This repository contains the NLP resources for Serbian developed as part of the following work:
Miletic, Aleksandra (2018). Un treebank pour le serbe : constitution et exploitations. Thèse de doctorat. Université de Toulouse - Jean Jaurès, France.
These resources include:
-
ParCoTrain-Synt: a 101K token treebank, manually annotated with POS tags, detailed morphosyntactic tags, atomic morphosyntactic traits, lemmas, and syntactic dependencies.
-
ParCoLex: a morphosyntactic lexicon with 6M entries.
-
Transition-based parsing model: a parsing model created using the Talismane parser.
-
Graph-based parsing model: a parsing model created using the MST parser.
-
Morphosyntactic-tagging model: a POS tagging model using detailed morphosyntactic tags developed with the HunPOS tagger.
-
Lemmatization model: a lemmatization model developed with the CSTLemma lemmatizer.

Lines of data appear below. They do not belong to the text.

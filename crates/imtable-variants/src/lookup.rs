use thiserror::Error;

/// Search page of the Ministry of Education revised Mandarin dictionary.
pub const MOE_DICT_SEARCH: &str = "https://dict.revised.moe.edu.tw/search.jsp";

/// Text shown by the dictionary when a search has no result.
pub const NOT_FOUND_MARKER: &str = "查無資料";

#[derive(Debug, Error)]
pub enum LookupError {
    #[error("fetching {url} failed: {message}")]
    Fetch { url: String, message: String },
    #[error("response from {url} is not valid UTF-8")]
    Decode { url: String },
}

/// Answers whether a character is in current use in Taiwan.
pub trait UsageLookup {
    fn used_in_taiwan(&self, character: char) -> Result<bool, LookupError>;
}

/// Search URL for `character`, percent-encoded as UTF-8.
///
/// Every byte of a non-ASCII character becomes uppercase `%XX`; unreserved
/// ASCII characters are left as they are.
pub fn moe_search_url(character: char) -> String {
    let mut buf = [0u8; 4];
    let word = urlencoding::encode(character.encode_utf8(&mut buf));
    format!("{MOE_DICT_SEARCH}?md=1&word={word}#searchL")
}

/// A dictionary page counts as a hit when it is non-empty and lacks
/// [`NOT_FOUND_MARKER`].
pub fn page_reports_usage(page: &str) -> bool {
    !page.is_empty() && !page.contains(NOT_FOUND_MARKER)
}

/// [`UsageLookup`] backed by the MoE dictionary search page.
///
/// The page is fetched by a caller-supplied function taking the URL, so any
/// blocking HTTP client can be plugged in.
pub struct MoeDictLookup<F> {
    fetch: F,
}

impl<F> MoeDictLookup<F>
where
    F: Fn(&str) -> Result<Vec<u8>, LookupError>,
{
    pub fn new(fetch: F) -> Self {
        Self { fetch }
    }
}

impl<F> UsageLookup for MoeDictLookup<F>
where
    F: Fn(&str) -> Result<Vec<u8>, LookupError>,
{
    fn used_in_taiwan(&self, character: char) -> Result<bool, LookupError> {
        let url = moe_search_url(character);
        let body = (self.fetch)(&url)?;
        let page = String::from_utf8(body).map_err(|_| LookupError::Decode { url })?;
        Ok(page_reports_usage(&page))
    }
}
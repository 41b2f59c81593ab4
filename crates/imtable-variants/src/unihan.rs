//! Just enough Unicode character data to spot CJK compatibility ideographs.

use unicode_normalization::char::decompose_canonical;

pub const COMPATIBILITY_IDEOGRAPH: &str = "CJK COMPATIBILITY IDEOGRAPH";

/// Assigned code points named `CJK COMPATIBILITY IDEOGRAPH-XXXX`.
const COMPATIBILITY_RANGES: [(u32, u32); 3] = [
    (0xF900, 0xFA6D),
    (0xFA70, 0xFAD9),
    (0x2F800, 0x2FA1D),
];

/// The Unicode name of `c` if it is a compatibility ideograph.
pub fn compatibility_ideograph_name(c: char) -> Option<String> {
    let cp = c as u32;
    COMPATIBILITY_RANGES
        .iter()
        .any(|(lo, hi)| (*lo..=*hi).contains(&cp))
        .then(|| format!("{COMPATIBILITY_IDEOGRAPH}-{cp:04X}"))
}

/// Singleton canonical decomposition of `c`, if it has one.
///
/// A dozen code points in the compatibility block (U+FA0E and friends) are
/// unified ideographs and decompose to themselves.
pub fn canonical_decomposition(c: char) -> Option<char> {
    let mut parts = Vec::with_capacity(1);
    decompose_canonical(c, |d| parts.push(d));
    match parts.as_slice() {
        [d] if *d != c => Some(*d),
        _ => None,
    }
}
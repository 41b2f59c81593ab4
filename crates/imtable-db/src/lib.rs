//! Load, hold and rewrite ibus-table mapping files.
//!
//! A table file has three regions: free-form header lines, a body between
//! `BEGIN_TABLE` and `END_TABLE` holding `input<TAB>char<TAB>weight[<TAB>comment]`
//! rows, and free-form trailer lines from `END_TABLE` onward. [`TableFile`]
//! keeps the header and trailer byte-for-byte and parses the body into a
//! [`RecordStore`] keyed by `(input, character)`.
//!
//! Duplicate rows are merged while reading: the higher weight wins and a
//! warning is logged. Writing emits the header, the rows sorted by input key,
//! descending weight and code point, then the trailer.
//!
//! # Example
//! ```no_run
//! use imtable_db::{LoadMode, TableFile};
//!
//! # fn main() -> Result<(), imtable_db::TableError> {
//! let table = TableFile::load_with_mode("quick5.txt", LoadMode::Owned)?;
//! println!("{} rows", table.store().len());
//! table.write_to_path("quick5.txt.new")?;
//! # Ok(()) }
//! ```

use std::fs::File;
use std::io::{self, Read};
use std::path::{Path, PathBuf};

use memmap2::Mmap;
use thiserror::Error;
use tracing::info;

mod reader;
mod store;
mod writer;

pub use reader::{BEGIN_MARKER, END_MARKER, parse_record_line};
pub use store::{RecordStore, Upsert};
pub use writer::{format_record, sorted_records, table_order, write_table};

/// Strategy for loading the input file.
#[derive(Clone, Copy, Debug, Default, Eq, PartialEq)]
pub enum LoadMode {
    /// Memory-map the file (zero-copy until rows are parsed).
    #[default]
    Mmap,
    /// Read the file into an owned buffer (portable fallback).
    Owned,
}

enum Buffer {
    Mmap(Mmap),
    Owned(Vec<u8>),
}

impl Buffer {
    fn as_slice(&self) -> &[u8] {
        match self {
            Buffer::Mmap(m) => m.as_ref(),
            Buffer::Owned(v) => v.as_slice(),
        }
    }
}

#[derive(Debug, Error)]
pub enum TableError {
    #[error("failed to read {}: {source}", .path.display())]
    Read {
        path: PathBuf,
        #[source]
        source: io::Error,
    },
    #[error("failed to write {}: {source}", .path.display())]
    Write {
        path: PathBuf,
        #[source]
        source: io::Error,
    },
    #[error("line {line}: input is not valid UTF-8")]
    Utf8 { line: usize },
    #[error("line {line}: {reason}: {text:?}")]
    Malformed {
        line: usize,
        reason: LineError,
        text: String,
    },
}

/// Why a single table row was rejected.
#[derive(Debug, Error, Clone, Eq, PartialEq)]
pub enum LineError {
    #[error("expected 3 or 4 tab-separated fields, got {0}")]
    FieldCount(usize),
    #[error("empty input key")]
    EmptyInputKey,
    #[error("character field must be exactly one code point, got {0:?}")]
    Character(String),
    #[error("weight is not an integer: {0:?}")]
    Weight(String),
}

/// A parsed table file: verbatim header, keyed rows and verbatim trailer.
#[derive(Debug, Clone, Default)]
pub struct TableFile {
    head: Vec<String>,
    store: RecordStore,
    tail: Vec<String>,
}

impl TableFile {
    /// Load a table, memory-mapping the source file.
    pub fn load(path: impl AsRef<Path>) -> Result<Self, TableError> {
        Self::load_with_mode(path, LoadMode::Mmap)
    }

    /// Load a table choosing between mmap and an owned buffer at runtime.
    pub fn load_with_mode(path: impl AsRef<Path>, mode: LoadMode) -> Result<Self, TableError> {
        let path = path.as_ref();
        info!("input file={}", path.display());
        let buffer = load_file(path, mode).map_err(|source| TableError::Read {
            path: path.to_path_buf(),
            source,
        })?;
        Self::parse(buffer.as_slice())
    }

    /// Parse a table from raw bytes.
    pub fn parse(bytes: &[u8]) -> Result<Self, TableError> {
        reader::parse_table(bytes)
    }

    /// Header lines including the canonical `BEGIN_TABLE` line, with their
    /// original line terminators.
    pub fn head(&self) -> &[String] {
        &self.head
    }

    /// Lines from `END_TABLE` onward, with their original line terminators.
    pub fn tail(&self) -> &[String] {
        &self.tail
    }

    pub fn store(&self) -> &RecordStore {
        &self.store
    }

    pub fn store_mut(&mut self) -> &mut RecordStore {
        &mut self.store
    }

    /// Write the table to `path`, creating or truncating it.
    pub fn write_to_path(&self, path: impl AsRef<Path>) -> Result<(), TableError> {
        let path = path.as_ref();
        info!("output file={}", path.display());
        let wrap = |source| TableError::Write {
            path: path.to_path_buf(),
            source,
        };
        let file = File::create(path).map_err(wrap)?;
        write_table(self, file).map_err(wrap)
    }
}

fn load_file(path: &Path, mode: LoadMode) -> io::Result<Buffer> {
    let mut file = File::open(path)?;
    match mode {
        LoadMode::Mmap => {
            // Zero-length mappings are rejected on some platforms.
            if file.metadata()?.len() == 0 {
                return Ok(Buffer::Owned(Vec::new()));
            }
            unsafe { Mmap::map(&file) }.map(Buffer::Mmap)
        }
        LoadMode::Owned => {
            let mut buf = Vec::new();
            file.read_to_end(&mut buf)?;
            Ok(Buffer::Owned(buf))
        }
    }
}
use std::cmp::Ordering;
use std::io::{self, BufWriter, Write};

use imtable_types::{Record, RecordKey};

use crate::{RecordStore, TableFile};

/// Output order: input key ascending, weight descending, code point ascending.
pub fn table_order(a: (&RecordKey, &Record), b: (&RecordKey, &Record)) -> Ordering {
    a.0.input
        .cmp(&b.0.input)
        .then_with(|| b.1.weight.cmp(&a.1.weight))
        .then_with(|| a.0.character.cmp(&b.0.character))
}

/// All rows of `store` in [`table_order`].
pub fn sorted_records(store: &RecordStore) -> Vec<(&RecordKey, &Record)> {
    let mut rows: Vec<_> = store.iter().collect();
    rows.sort_by(|a, b| table_order(*a, *b));
    rows
}

/// Render one body row without its line terminator.
pub fn format_record(key: &RecordKey, record: &Record) -> String {
    if record.comment.is_empty() {
        format!("{}\t{}\t{}", key.input, key.character, record.weight)
    } else {
        format!(
            "{}\t{}\t{}\t{}",
            key.input, key.character, record.weight, record.comment
        )
    }
}

/// Serialize header, sorted body and trailer to `out`.
pub fn write_table<W: Write>(table: &TableFile, out: W) -> io::Result<()> {
    let mut out = BufWriter::new(out);
    for line in table.head() {
        out.write_all(line.as_bytes())?;
    }
    for (key, record) in sorted_records(table.store()) {
        writeln!(out, "{}", format_record(key, record))?;
    }
    for line in table.tail() {
        out.write_all(line.as_bytes())?;
    }
    out.flush()
}

#[cfg(test)]
mod tests {
    use super::*;

    fn render(input: &str) -> String {
        let table = TableFile::parse(input.as_bytes()).unwrap();
        let mut out = Vec::new();
        write_table(&table, &mut out).unwrap();
        String::from_utf8(out).unwrap()
    }

    #[test]
    fn sorts_by_input_then_weight_desc_then_code_point() {
        let out = render(
            "BEGIN_TABLE\nb\t乙\t5\na\t丙\t10\na\t乙\t10\na\t甲\t20\nEND_TABLE\n",
        );
        assert_eq!(
            out,
            "BEGIN_TABLE\na\t甲\t20\na\t丙\t10\na\t乙\t10\nb\t乙\t5\nEND_TABLE\n"
        );
    }

    #[test]
    fn writes_comment_only_when_present() {
        let out = render("BEGIN_TABLE\na\t一\t1\tnote\nb\t二\t2\t\nEND_TABLE\n");
        assert!(out.contains("a\t一\t1\tnote\n"));
        assert!(out.contains("b\t二\t2\n"));
    }

    #[test]
    fn sorted_output_is_stable_under_resorting() {
        let table = TableFile::parse(
            "BEGIN_TABLE\nz\t口\t1\naa\t日\t3\naa\t月\t3\na\t木\t-1\nEND_TABLE\n".as_bytes(),
        )
        .unwrap();
        let rows = sorted_records(table.store());
        let mut resorted = rows.clone();
        resorted.sort_by(|a, b| table_order(*a, *b));
        assert_eq!(rows, resorted);
        assert!(
            rows.windows(2)
                .all(|w| table_order(w[0], w[1]) == Ordering::Less)
        );
    }
}
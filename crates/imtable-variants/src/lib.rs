//! Weight normalization for `x`-prefixed alternate spellings.
//!
//! In Quick5 style tables an input key starting with `x` is an alternate
//! spelling of a character. [`normalize`] makes sure the short canonical
//! spellings of such a character end up at [`DEMOTED_WEIGHT`], so an
//! alternate spelling is never ranked above them.
//!
//! [`Diagnostics`] is an observational pass over the same table: it logs CJK
//! compatibility ideographs with their canonical decomposition and, when a
//! [`VariantClassifier`] is plugged in, checks simplified-only characters
//! against a [`UsageLookup`]. It never changes weights.
//!
//! # Example
//! ```no_run
//! use imtable_db::TableFile;
//! use imtable_variants::{Diagnostics, normalize};
//!
//! # fn main() -> Result<(), imtable_db::TableError> {
//! let mut table = TableFile::load("quick5.txt")?;
//! Diagnostics::new().run(table.store());
//! let report = normalize(table.store_mut());
//! println!("{} rows demoted", report.demoted);
//! # Ok(()) }
//! ```

pub mod classify;
pub mod diagnostics;
pub mod lookup;
pub mod normalize;
pub mod unihan;

pub use classify::{VariantCategory, VariantClassifier};
pub use diagnostics::{Diagnostics, DiagnosticsReport};
pub use lookup::{LookupError, MoeDictLookup, UsageLookup, moe_search_url, page_reports_usage};
pub use normalize::{DEMOTED_WEIGHT, NormalizeReport, normalize};
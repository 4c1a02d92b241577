use crate::domain::CleanRecord;
use serde::Serialize;
use std::collections::{BTreeMap, HashMap};

/// Summed sales for one calendar month.
#[derive(Debug, Clone, PartialEq, Serialize)]
pub struct MonthlyTotal {
    pub month: String,
    pub total_sales: f64,
}

/// Summed quantity for one product.
#[derive(Debug, Clone, PartialEq, Serialize)]
pub struct ProductQuantity {
    pub product_name: String,
    pub quantity: i64,
}

/// Summed sales for one region.
#[derive(Debug, Clone, PartialEq, Serialize)]
pub struct RegionTotal {
    pub region: String,
    pub total_sales: f64,
}

/// Total sales per calendar month, ascending by month label.
/// The "YYYY-MM" labels sort chronologically by construction, so the map's
/// key order is the output order. Doubles as the trend chart series.
pub fn monthly_totals(records: &[CleanRecord]) -> Vec<MonthlyTotal> {
    let mut totals: BTreeMap<String, f64> = BTreeMap::new();
    for record in records {
        *totals.entry(record.month_label()).or_insert(0.0) += record.total_sales;
    }
    totals
        .into_iter()
        .map(|(month, total_sales)| MonthlyTotal { month, total_sales })
        .collect()
}

/// Products ranked by summed quantity, descending, truncated to `limit`.
/// The sort is stable, so products with equal quantities keep their
/// first-encountered order.
pub fn top_products(records: &[CleanRecord], limit: usize) -> Vec<ProductQuantity> {
    let mut index: HashMap<&str, usize> = HashMap::new();
    let mut groups: Vec<ProductQuantity> = Vec::new();
    for record in records {
        match index.get(record.product_name.as_str()) {
            Some(&at) => groups[at].quantity += record.quantity,
            None => {
                index.insert(&record.product_name, groups.len());
                groups.push(ProductQuantity {
                    product_name: record.product_name.clone(),
                    quantity: record.quantity,
                });
            }
        }
    }
    groups.sort_by(|a, b| b.quantity.cmp(&a.quantity));
    groups.truncate(limit);
    groups
}

/// Total sales per region in first-encountered order, no truncation.
pub fn region_totals(records: &[CleanRecord]) -> Vec<RegionTotal> {
    let mut index: HashMap<&str, usize> = HashMap::new();
    let mut groups: Vec<RegionTotal> = Vec::new();
    for record in records {
        match index.get(record.region.as_str()) {
            Some(&at) => groups[at].total_sales += record.total_sales,
            None => {
                index.insert(&record.region, groups.len());
                groups.push(RegionTotal {
                    region: record.region.clone(),
                    total_sales: record.total_sales,
                });
            }
        }
    }
    groups
}

/// Region totals sorted descending by total, for the bar chart and the
/// top-region highlight. Stable, so ties keep first-encountered order.
pub fn region_totals_desc(records: &[CleanRecord]) -> Vec<RegionTotal> {
    let mut totals = region_totals(records);
    totals.sort_by(|a, b| b.total_sales.total_cmp(&a.total_sales));
    totals
}

/// Region with the highest summed sales. `None` on an empty table — the
/// arg-max is undefined there and must not be forced.
pub fn best_region(records: &[CleanRecord]) -> Option<RegionTotal> {
    region_totals_desc(records).into_iter().next()
}

/// Best-selling product by summed quantity. `None` on an empty table.
pub fn best_product(records: &[CleanRecord]) -> Option<ProductQuantity> {
    top_products(records, 1).into_iter().next()
}
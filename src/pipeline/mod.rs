// Data processing pipeline: cleaning and the aggregations built on it

pub mod aggregate;
pub mod clean;

// Re-export key types and functions from each stage
pub use aggregate::{best_product, best_region, monthly_totals, region_totals, top_products};
pub use clean::{clean, CleanOutcome, RemovalCounts};
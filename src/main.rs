use clap::{Parser, Subcommand};
use std::fs;
use std::io::{self, BufRead, Write};
use std::path::PathBuf;
use std::sync::Arc;
use tracing::{error, info, warn};
use uuid::Uuid;

use sales_dashboard::chart;
use sales_dashboard::config::Config;
use sales_dashboard::constants;
use sales_dashboard::domain::{CleanRecord, SalesRecord};
use sales_dashboard::error::DashboardError;
use sales_dashboard::logging;
use sales_dashboard::pipeline::aggregate::{monthly_totals, region_totals_desc};
use sales_dashboard::pipeline::clean::CleanOutcome;
use sales_dashboard::quality;
use sales_dashboard::report;
use sales_dashboard::roles;
use sales_dashboard::session::Session;
use sales_dashboard::store::{CsvStore, TableStore};

#[derive(Parser)]
#[command(name = "sales_dashboard")]
#[command(about = "Sales analytics dashboard over a flat CSV transaction table")]
#[command(version = "0.1.0")]
struct Cli {
    /// Path of the sales table file (overrides config.toml)
    #[arg(long, global = true)]
    data_file: Option<PathBuf>,

    #[command(subcommand)]
    command: Commands,
}

#[derive(Subcommand)]
enum Commands {
    /// Show the current sales table
    List,
    /// Append one sales record
    Add {
        /// Sale date, e.g. 2023-01-15
        #[arg(long)]
        date: String,
        #[arg(long)]
        product_id: String,
        #[arg(long)]
        product_name: String,
        #[arg(long)]
        category: String,
        #[arg(long)]
        quantity: i64,
        #[arg(long)]
        unit_price: f64,
        #[arg(long)]
        region: String,
    },
    /// Delete a record by its id
    Delete {
        #[arg(long)]
        id: Uuid,
    },
    /// Run the data-quality checks
    Quality {
        /// Emit the report as JSON instead of text
        #[arg(long)]
        json: bool,
    },
    /// Run the cleaning pipeline and report what was removed
    Clean {
        #[arg(long)]
        json: bool,
    },
    /// Clean the table, compute the aggregates, and print the summary
    Analyze {
        #[arg(long)]
        json: bool,
    },
    /// Render the monthly trend and regional bar charts as PNGs
    Charts,
    /// Show the role/permission reference matrix
    Roles,
    /// Interactive menu holding one session across actions
    Dashboard,
}

fn main() -> Result<(), Box<dyn std::error::Error>> {
    // Initialize logging
    logging::init_logging();

    let cli = Cli::parse();
    let config = Config::load_or_default()?;

    let data_file = cli
        .data_file
        .unwrap_or_else(|| config.storage.data_file.clone());
    let store: Arc<dyn TableStore> = Arc::new(CsvStore::new(data_file));

    match cli.command {
        Commands::List => {
            let records = store.load()?;
            println!("📄 Sales table ({} rows):\n", records.len());
            print!("{}", report::render_raw_table(&records));
        }
        Commands::Add {
            date,
            product_id,
            product_name,
            category,
            quantity,
            unit_price,
            region,
        } => {
            if !constants::is_known_category(&category) {
                warn!(category = %category, "Category is not in the entry-form catalog");
                println!("⚠️  Unknown category '{}' (known: {})", category, constants::CATEGORIES.join(", "));
            }
            if !constants::is_known_region(&region) {
                warn!(region = %region, "Region is not in the entry-form catalog");
                println!("⚠️  Unknown region '{}' (known: {})", region, constants::REGIONS.join(", "));
            }

            let record = SalesRecord::new(
                &date,
                &product_id,
                &product_name,
                &category,
                quantity,
                unit_price,
                &region,
            );
            let id = record.id;
            store.append(record)?;
            info!(%id, "Record appended");
            println!("✅ Record saved with id {}", id);
        }
        Commands::Delete { id } => match store.delete(id) {
            Ok(removed) => {
                println!("🗑️  Deleted record {} ({})", id, removed.product_name);
            }
            Err(e) => {
                error!("Delete failed: {}", e);
                println!("❌ Delete failed: {}", e);
            }
        },
        Commands::Quality { json } => {
            let records = store.load()?;
            let quality_report = quality::check(&records);
            if json {
                println!("{}", serde_json::to_string_pretty(&quality_report)?);
            } else {
                println!("🔎 Data quality check over {} rows:\n", records.len());
                print!("{}", report::render_quality(&quality_report));
            }
        }
        Commands::Clean { json } => {
            let records = store.load()?;
            let mut session = Session::new();
            let outcome = session.run_cleaning(&records);
            if json {
                print_clean_json(&outcome)?;
            } else {
                print_clean_outcome(&outcome);
            }
        }
        Commands::Analyze { json } => {
            let records = store.load()?;
            let mut session = Session::new();
            session.run_cleaning(&records);
            let analysis = report::analyze(session.cleaned()?, config.analytics.top_products);
            if json {
                println!("{}", serde_json::to_string_pretty(&analysis)?);
            } else {
                print_analysis(&analysis);
            }
        }
        Commands::Charts => {
            let records = store.load()?;
            let mut session = Session::new();
            session.run_cleaning(&records);
            render_charts(&config, session.cleaned()?)?;
        }
        Commands::Roles => {
            print_roles();
        }
        Commands::Dashboard => {
            run_dashboard(store.as_ref(), &config)?;
        }
    }
    Ok(())
}

fn print_clean_outcome(outcome: &CleanOutcome) {
    let counts = outcome.counts();
    println!("🧹 Cleaning finished");
    println!("   Duplicates removed:      {}", counts.duplicates);
    println!("   Invalid numbers removed: {}", counts.invalid_numeric);
    println!("   Invalid dates removed:   {}", counts.invalid_date);

    if !outcome.removed.duplicates.is_empty() {
        println!("\nDuplicate rows removed:");
        print!("{}", report::render_raw_table(&outcome.removed.duplicates));
    }
    if !outcome.removed.invalid_numeric.is_empty() {
        println!("\nRows with non-positive or unparseable numbers:");
        print!("{}", report::render_raw_table(&outcome.removed.invalid_numeric));
    }
    if !outcome.removed.invalid_date.is_empty() {
        println!("\nRows with invalid dates:");
        print!("{}", report::render_raw_table(&outcome.removed.invalid_date));
    }

    println!("\nCleaned table ({} rows):", outcome.table.len());
    print!("{}", report::render_clean_table(&outcome.table));
}

fn print_clean_json(outcome: &CleanOutcome) -> Result<(), DashboardError> {
    let payload = serde_json::json!({
        "counts": outcome.counts(),
        "removed": outcome.removed,
        "table": outcome.table,
    });
    println!("{}", serde_json::to_string_pretty(&payload)?);
    Ok(())
}

fn print_analysis(analysis: &report::AnalysisReport) {
    println!("📊 Monthly sales totals:\n");
    print!("{}", report::render_monthly(&analysis.monthly_totals));

    println!("\n🏆 Top products by quantity:\n");
    print!("{}", report::render_products(&analysis.top_products));

    println!("\n🗺️  Sales by region:\n");
    print!("{}", report::render_regions(&analysis.region_totals));

    match &analysis.recommendation {
        Some(text) => println!("\n💡 Business recommendations:\n{}", text),
        None => println!("\nℹ️  No data after cleaning, nothing to recommend"),
    }
}

fn print_roles() {
    println!("🔐 Role-based access reference:\n");
    print!("{}", report::render_roles(&roles::ROLE_MATRIX));
    println!("\nTechnical safeguards:");
    for item in roles::TECHNICAL_SAFEGUARDS {
        println!("  - {}", item);
    }
    println!("Administrative safeguards:");
    for item in roles::ADMINISTRATIVE_SAFEGUARDS {
        println!("  - {}", item);
    }
}

fn render_charts(config: &Config, cleaned: &[CleanRecord]) -> Result<(), Box<dyn std::error::Error>> {
    fs::create_dir_all(&config.charts.output_dir)?;

    let trend_path = config.charts.output_dir.join("monthly_trend.png");
    let bars_path = config.charts.output_dir.join("region_totals.png");

    let monthly = monthly_totals(cleaned);
    let regions = region_totals_desc(cleaned);

    if monthly.is_empty() && regions.is_empty() {
        println!("ℹ️  No data after cleaning, nothing to chart");
        return Ok(());
    }

    chart::render_monthly_trend(&monthly, &trend_path, config.charts.width, config.charts.height)?;
    chart::render_region_bars(&regions, &bars_path, config.charts.width, config.charts.height)?;

    println!("📈 Wrote {}", trend_path.display());
    println!("📊 Wrote {}", bars_path.display());
    Ok(())
}

// Interactive dashboard shell

fn prompt(label: &str) -> io::Result<String> {
    print!("{}: ", label);
    io::stdout().flush()?;
    let mut line = String::new();
    io::stdin().lock().read_line(&mut line)?;
    Ok(line.trim().to_string())
}

/// Menu loop mirroring the dashboard screens. One `Session` lives for the
/// whole loop, so analysis and visualization are gated on a cleaning run.
fn run_dashboard(store: &dyn TableStore, config: &Config) -> Result<(), Box<dyn std::error::Error>> {
    let mut session = Session::new();

    loop {
        println!("\n════ Sales Analytics Dashboard ════");
        println!("  0. Manage data (add/delete)");
        println!("  1. Data quality check");
        println!("  2. Clean data");
        println!("  3. Analyze data");
        println!("  4. Data security");
        println!("  5. Visualization");
        println!("  q. Quit");

        match prompt("Select")?.as_str() {
            "0" => manage_data(store)?,
            "1" => {
                let records = store.load()?;
                let quality_report = quality::check(&records);
                print!("{}", report::render_quality(&quality_report));
            }
            "2" => {
                let records = store.load()?;
                let outcome = session.run_cleaning(&records);
                print_clean_outcome(&outcome);
            }
            "3" => match session.cleaned() {
                Ok(cleaned) => {
                    let analysis = report::analyze(cleaned, config.analytics.top_products);
                    print_analysis(&analysis);
                }
                Err(DashboardError::CleaningRequired) => {
                    println!("⚠️  Run cleaning (menu 2) first");
                }
                Err(e) => return Err(e.into()),
            },
            "4" => print_roles(),
            "5" => match session.cleaned() {
                Ok(cleaned) => render_charts(config, cleaned)?,
                Err(DashboardError::CleaningRequired) => {
                    println!("⚠️  Run cleaning (menu 2) first");
                }
                Err(e) => return Err(e.into()),
            },
            "q" | "Q" => break,
            other => println!("Unknown choice: {}", other),
        }
    }

    Ok(())
}

fn manage_data(store: &dyn TableStore) -> Result<(), Box<dyn std::error::Error>> {
    let records = store.load()?;
    print!("{}", report::render_raw_table(&records));

    match prompt("(a)dd, (d)elete, or (b)ack")?.as_str() {
        "a" => {
            let date = prompt("Sale date (e.g. 2023-01-15)")?;
            let product_id = prompt("Product id")?;
            let product_name = prompt("Product name")?;
            let category = prompt(&format!("Category [{}]", constants::CATEGORIES.join("/")))?;
            let quantity: i64 = match prompt("Quantity")?.parse() {
                Ok(quantity) => quantity,
                Err(_) => {
                    println!("⚠️  Quantity must be an integer, aborting");
                    return Ok(());
                }
            };
            let unit_price: f64 = match prompt("Unit price")?.parse() {
                Ok(unit_price) => unit_price,
                Err(_) => {
                    println!("⚠️  Unit price must be a number, aborting");
                    return Ok(());
                }
            };
            let region = prompt(&format!("Region [{}]", constants::REGIONS.join("/")))?;

            let record = SalesRecord::new(
                &date,
                &product_id,
                &product_name,
                &category,
                quantity,
                unit_price,
                &region,
            );
            let id = record.id;
            store.append(record)?;
            println!("✅ Record saved with id {}", id);
        }
        "d" => {
            let id: Uuid = match prompt("Record id")?.parse() {
                Ok(id) => id,
                Err(_) => {
                    println!("⚠️  Not a valid id, aborting");
                    return Ok(());
                }
            };
            match store.delete(id) {
                Ok(removed) => println!("🗑️  Deleted record {} ({})", id, removed.product_name),
                Err(e) => println!("❌ Delete failed: {}", e),
            }
        }
        _ => {}
    }

    Ok(())
}
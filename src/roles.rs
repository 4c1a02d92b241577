use once_cell::sync::Lazy;
use serde::Serialize;

/// One row of the role/permission reference matrix.
///
/// Reference material for the security screen only; nothing in the
/// dashboard enforces these.
#[derive(Debug, Clone, Serialize)]
pub struct RolePermission {
    pub role: &'static str,
    pub permissions: &'static str,
    pub level: &'static str,
}

/// The access matrix shown on the security screen.
pub static ROLE_MATRIX: Lazy<Vec<RolePermission>> = Lazy::new(|| {
    vec![
        RolePermission {
            role: "Admin (IT)",
            permissions: "View / add / edit / delete / manage users",
            level: "Full",
        },
        RolePermission {
            role: "Analyst",
            permissions: "View, clean, and analyze data",
            level: "Standard",
        },
        RolePermission {
            role: "Viewer (Management)",
            permissions: "View summary reports and dashboard only",
            level: "Basic",
        },
    ]
});

/// Technical safeguards listed alongside the matrix.
pub const TECHNICAL_SAFEGUARDS: [&str; 3] = [
    "Encryption of stored data files",
    "Multi-factor authentication",
    "Audit logs for every activity",
];

/// Administrative safeguards listed alongside the matrix.
pub const ADMINISTRATIVE_SAFEGUARDS: [&str; 3] = [
    "Non-disclosure agreements",
    "Privacy policy compliance",
    "Cyber-security training",
];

The parsing and tagging models were trained on the ParCoTrain-Synt corpus, whereas the lemmatization model was trained on a training lexicon adapted from the ParCoLex lexicon.
The corpus and the models trained on it are distributed under the Creative Commons BY-NC-SA 3.0 license. The lexicon and the lemmatization model are distributed under the Creative Commons BY-SA 4.0 license.